# YOUR INSTRUCTIONS
The count of lines below that include the string "Found" is the whole answer; write it alone.

# SUPPLIED ENTRIES
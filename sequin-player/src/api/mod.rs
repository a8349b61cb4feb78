//! REST API for the player
//!
//! Paths match the bundled browser client:
//! - `GET /api/next`, `GET /api/toggle`, `GET /api/mode?mode=...`
//! - `GET /api/playlist`, `GET /api/state` for inspection
//! - `GET /` player page, `/static/*` optional file serving

pub mod error;
pub mod handlers;

use axum::{routing::get, Router};
use std::future::Future;
use std::net::SocketAddr;
use std::path::Path;
use std::sync::Arc;
use tower_http::cors::CorsLayer;
use tower_http::services::ServeDir;
use tower_http::trace::TraceLayer;
use tracing::info;

use crate::error::{Error, Result};
use crate::playback::PlaybackController;

pub use error::ApiError;

/// Application state shared across handlers
#[derive(Clone)]
pub struct AppState {
    /// The one player instance
    pub controller: Arc<PlaybackController>,
}

impl AppState {
    pub fn new(controller: Arc<PlaybackController>) -> Self {
        Self { controller }
    }
}

/// Create the API router
///
/// When `static_dir` is given its contents are served under `/static`.
pub fn create_router(state: AppState, static_dir: Option<&Path>) -> Router {
    let mut router = Router::new()
        // Player page
        .route("/", get(handlers::index))

        // Health check
        .route("/health", get(handlers::health))

        // Playback control (GET like the browser client; POST for API users)
        .route("/api/next", get(handlers::next).post(handlers::next))
        .route("/api/toggle", get(handlers::toggle).post(handlers::toggle))
        .route("/api/mode", get(handlers::set_mode).post(handlers::set_mode))

        // Inspection
        .route("/api/playlist", get(handlers::get_playlist))
        .route("/api/state", get(handlers::get_state));

    if let Some(dir) = static_dir {
        info!("Serving static files from {}", dir.display());
        router = router.nest_service("/static", ServeDir::new(dir));
    }

    router
        .with_state(state)
        .layer(TraceLayer::new_for_http())
        // Enable CORS for local access
        .layer(CorsLayer::permissive())
}

/// Bind `addr` and serve `app` until `shutdown` completes
pub async fn serve<F>(addr: SocketAddr, app: Router, shutdown: F) -> Result<()>
where
    F: Future<Output = ()> + Send + 'static,
{
    let listener = tokio::net::TcpListener::bind(addr)
        .await
        .map_err(|e| Error::Http(format!("Failed to bind to {}: {}", addr, e)))?;

    info!("Listening on http://{}", addr);

    axum::serve(listener, app)
        .with_graceful_shutdown(shutdown)
        .await
        .map_err(|e| Error::Http(format!("Server error: {}", e)))?;

    Ok(())
}
use axum::http::StatusCode;
use axum::response::{IntoResponse, Response};
use axum::Json;
use common::types::ErrorBody;
use service::errors::ServiceError;
use thiserror::Error;
use tracing::error;

/// JSON error response: `{ "error": title, "detail": message }`.
#[derive(Debug)]
pub struct JsonApiError {
    pub status: StatusCode,
    pub body: ErrorBody,
}

impl JsonApiError {
    pub fn new(status: StatusCode, title: &str, detail: Option<String>) -> Self {
        Self { status, body: ErrorBody { error: title.to_string(), detail } }
    }

    pub fn bad_request(detail: impl Into<String>) -> Self {
        Self::new(StatusCode::BAD_REQUEST, "Validation Error", Some(detail.into()))
    }

    pub fn unauthorized() -> Self {
        Self::new(StatusCode::UNAUTHORIZED, "Unauthorized", Some("missing or invalid API key".into()))
    }
}

impl From<ServiceError> for JsonApiError {
    fn from(e: ServiceError) -> Self {
        let detail = Some(e.to_string());
        match &e {
            ServiceError::Validation(_) => Self::new(StatusCode::BAD_REQUEST, "Validation Error", detail),
            ServiceError::NotFound(_) => Self::new(StatusCode::NOT_FOUND, "Not Found", detail),
            ServiceError::Media(_) if e.is_client_error() => {
                Self::new(StatusCode::BAD_REQUEST, "Invalid Media Request", detail)
            }
            ServiceError::Upstream(_) => Self::new(StatusCode::BAD_GATEWAY, "Upstream Error", detail),
            _ => Self::new(StatusCode::INTERNAL_SERVER_ERROR, "Internal Server Error", detail),
        }
    }
}

impl IntoResponse for JsonApiError {
    fn into_response(self) -> Response {
        if self.status.is_server_error() {
            error!(status = %self.status, error = %self.body.error, detail = ?self.body.detail, "request failed");
        }
        (self.status, Json(self.body)).into_response()
    }
}

#[derive(Debug, Error)]
pub enum StartupError {
    #[error("invalid configuration: {0}")]
    InvalidConfig(String),
    #[error("runtime check failed: {0}")]
    Runtime(String),
    #[error(transparent)]
    Service(#[from] ServiceError),
    #[error(transparent)]
    Any(#[from] anyhow::Error),
}
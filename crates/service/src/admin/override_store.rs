use crate::errors::ServiceError;
use async_trait::async_trait;

use crate::file::override_store::{MediaOverride, MediaOverrideInput};

/// Trait abstraction for the manual remap registry (legacy id -> public id).
#[async_trait]
pub trait OverrideRepository: Send + Sync {
    async fn list(&self) -> Vec<MediaOverride>;
    async fn get(&self, legacy_id: &str) -> Option<MediaOverride>;
    /// Returns the stored record and whether it was newly created.
    async fn upsert(&self, input: MediaOverrideInput) -> Result<(MediaOverride, bool), ServiceError>;
    async fn delete(&self, legacy_id: &str) -> Result<bool, ServiceError>;
    /// Canonical public id for an exact legacy id match.
    async fn lookup(&self, legacy_id: &str) -> Option<String>;
}
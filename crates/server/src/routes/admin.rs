use axum::{
    extract::{Path, Query, Request, State},
    http::{StatusCode, Uri},
    middleware::Next,
    response::Response,
    Json,
};
use serde::Deserialize;
use service::admin::key_store::AdminKeyRecord;
use tracing::{info, warn};

use crate::errors::JsonApiError;
use crate::state::ServerState;

#[derive(Deserialize, Debug)]
pub struct SetApiKeyRequest {
    pub label: String,
    pub api_key: String,
}

#[utoipa::path(get, path = "/admin/api-keys", tag = "admin", responses((status = 200, description = "Labels with key hints"), (status = 401, description = "Unauthorized")))]
pub async fn list_api_keys(State(state): State<ServerState>) -> Json<Vec<AdminKeyRecord>> {
    Json(state.admin_keys.list().await)
}

#[utoipa::path(post, path = "/admin/api-keys", tag = "admin", request_body = crate::openapi::ApiKeyRecordDoc, responses((status = 200, description = "OK"), (status = 400, description = "Bad Request")))]
pub async fn set_api_key(
    State(state): State<ServerState>,
    Json(payload): Json<SetApiKeyRequest>,
) -> Result<Json<serde_json::Value>, JsonApiError> {
    let label = payload.label.trim().to_string();
    state.admin_keys.set(label.clone(), payload.api_key).await?;
    info!(%label, "admin key stored");
    Ok(Json(serde_json::json!({"ok": true})))
}

#[utoipa::path(delete, path = "/admin/api-keys/{label}", tag = "admin", params(("label" = String, Path,)), responses((status = 204, description = "Deleted"), (status = 404, description = "Not Found")))]
pub async fn delete_api_key(
    State(state): State<ServerState>,
    Path(label): Path<String>,
) -> Result<StatusCode, JsonApiError> {
    match state.admin_keys.delete(&label).await? {
        true => Ok(StatusCode::NO_CONTENT),
        false => Err(JsonApiError::new(StatusCode::NOT_FOUND, "Not Found", Some(format!("no key labelled '{label}'")))),
    }
}

/// Middleware: require a stored admin key in `X-API-Key` (or query `api_key`).
pub async fn require_api_key(
    State(state): State<ServerState>,
    req: Request,
    next: Next,
) -> Result<Response, JsonApiError> {
    let key = req
        .headers()
        .get("X-API-Key")
        .and_then(|v| v.to_str().ok())
        .map(|s| s.to_string())
        .or_else(|| query_api_key(req.uri()));

    let key = match key {
        Some(k) if !k.trim().is_empty() => k,
        _ => return Err(JsonApiError::unauthorized()),
    };

    if !state.admin_keys.verify(&key).await {
        warn!(path = %req.uri().path(), "rejected admin request with unknown key");
        return Err(JsonApiError::unauthorized());
    }

    Ok(next.run(req).await)
}

#[derive(Deserialize)]
struct ApiKeyQuery {
    api_key: Option<String>,
}

/// `api_key` from the query string, percent-decoded.
fn query_api_key(uri: &Uri) -> Option<String> {
    Query::<ApiKeyQuery>::try_from_uri(uri).ok()?.0.api_key
}

#[cfg(test)]
mod tests {
    use super::*;

    #[test]
    fn api_key_from_query_string() {
        let key = |q: &str| query_api_key(&q.parse::<Uri>().expect("uri"));
        assert_eq!(key("/admin/api-keys?id=x&api_key=secret123").as_deref(), Some("secret123"));
        assert_eq!(key("/admin/api-keys?api_key=ab%2Bc%26d%25e").as_deref(), Some("ab+c&d%e"));
        assert_eq!(key("/admin/api-keys?id=x"), None);
        assert_eq!(key("/admin/api-keys"), None);
    }
}
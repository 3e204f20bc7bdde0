use std::io;
use tracing_subscriber::{fmt, EnvFilter};

const DEFAULT_FILTER: &str = "info,tower_http=info,axum=info";

/// Initialize tracing subscriber with sensible defaults and stdout writer.
/// - Respects `RUST_LOG` if set
/// - Falls back to `info,tower_http=info,axum=info`
/// - `LOG_FORMAT=json` switches to structured JSON output
pub fn init_logging_default() {
    match std::env::var("LOG_FORMAT").as_deref() {
        Ok("json") => init_logging_json(),
        _ => init_logging_compact(),
    }
}

/// Human-readable compact output, used for local runs.
pub fn init_logging_compact() {
    let _ = fmt()
        .with_env_filter(env_filter(DEFAULT_FILTER))
        .with_target(false)
        .compact()
        .with_writer(io::stdout)
        .try_init();
}

/// Initialize tracing subscriber with JSON structured output.
/// Resolution details are logged at debug under `media::resolver`; enable with
/// `RUST_LOG=info,media::resolver=debug`.
pub fn init_logging_json() {
    let _ = fmt()
        .with_env_filter(env_filter("info"))
        .with_target(true)
        .json()
        .with_writer(io::stdout)
        .try_init();
}

fn env_filter(fallback: &str) -> EnvFilter {
    EnvFilter::try_from_default_env().unwrap_or_else(|_| EnvFilter::new(fallback))
}
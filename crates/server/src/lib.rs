pub mod errors;
pub mod openapi;
pub mod routes;
pub mod startup;
pub mod state;

pub use startup::{build_app, build_state, run};
pub use state::ServerState;
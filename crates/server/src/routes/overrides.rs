use axum::{
    extract::{Query, State},
    http::StatusCode,
    Json,
};
use serde::{Deserialize, Serialize};
use service::file::override_store::{MediaOverride, MediaOverrideInput};
use tracing::info;

use crate::errors::JsonApiError;
use crate::state::ServerState;

#[derive(Debug, Deserialize)]
pub struct DeleteQuery {
    #[serde(default)]
    pub id: String,
}

#[derive(Debug, Serialize)]
pub struct UpsertResponse {
    #[serde(rename = "override")]
    pub record: MediaOverride,
    pub created: bool,
}

#[utoipa::path(get, path = "/admin/media/overrides", tag = "admin", responses((status = 200, description = "All overrides"), (status = 401, description = "Unauthorized")))]
pub async fn list_overrides(State(state): State<ServerState>) -> Json<Vec<MediaOverride>> {
    Json(state.overrides.list().await)
}

#[utoipa::path(
    put,
    path = "/admin/media/overrides",
    tag = "admin",
    request_body = crate::openapi::MediaOverrideInputDoc,
    responses((status = 201, description = "Created"), (status = 200, description = "Updated"), (status = 400, description = "Bad Request"))
)]
pub async fn upsert_override(
    State(state): State<ServerState>,
    Json(input): Json<MediaOverrideInput>,
) -> Result<(StatusCode, Json<UpsertResponse>), JsonApiError> {
    let (record, created) = state.overrides.upsert(input).await?;
    info!(legacy_id = %record.legacy_id, public_id = %record.public_id, created, "media override saved");
    let status = if created { StatusCode::CREATED } else { StatusCode::OK };
    Ok((status, Json(UpsertResponse { record, created })))
}

#[utoipa::path(
    delete,
    path = "/admin/media/overrides",
    tag = "admin",
    params(("id" = String, Query, description = "Legacy id of the override")),
    responses((status = 204, description = "Deleted"), (status = 404, description = "Not Found"))
)]
pub async fn delete_override(
    State(state): State<ServerState>,
    Query(q): Query<DeleteQuery>,
) -> Result<StatusCode, JsonApiError> {
    if q.id.trim().is_empty() {
        return Err(JsonApiError::bad_request("id is required"));
    }
    match state.overrides.delete(q.id.trim()).await? {
        true => {
            info!(legacy_id = %q.id, "media override deleted");
            Ok(StatusCode::NO_CONTENT)
        }
        false => Err(JsonApiError::new(StatusCode::NOT_FOUND, "Not Found", Some(format!("no override for '{}'", q.id)))),
    }
}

# WRITTEN ANSWER
5